For the first time, anticholinergic exposure and cumulative burden has been investigated in an Italian sample of older adults with ID. We believe that the results of this study may well apply to other service providers for adult and elderly people with ID in Italy and beyond with regard to the prevalence of psychoactive drugs use accounting for much of the anticholinergic burden, especially in those people with comorbid psychiatric and/or neurologic comorbidities living in ID-specific or generic residential care settings. High anticholinergic burden has shown to be associated more frequent with laxative use suggestive of chronic constipation. People with DS are as likely to be exposed to anticholinergic burden medicines as those with non-DS ID, although they manifest more frequently dementia in Alzheimer’s disease.
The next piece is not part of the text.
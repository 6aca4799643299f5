//! Shared utilities for the frame loop.

/// Wall-clock frame deltas and FPS smoothing.
pub mod frame_timing;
The negative outcomes of central anticholinergics on cognitive, functional performance and behavior in older adults with ID should be investigated more seriously in the future and more research attention should be paid to the assessment of multiple peripheral anticholinergic side often wrongly attributed to aging process itself [33]. In the meanwhile, a good clinical practice aimed to minimize anticholinergic load (or reach a tailored anticholinergic prescription including over-the-counter medications) need to be encouraged in aging people with ID who should be considered amongst the most vulnerable members of society.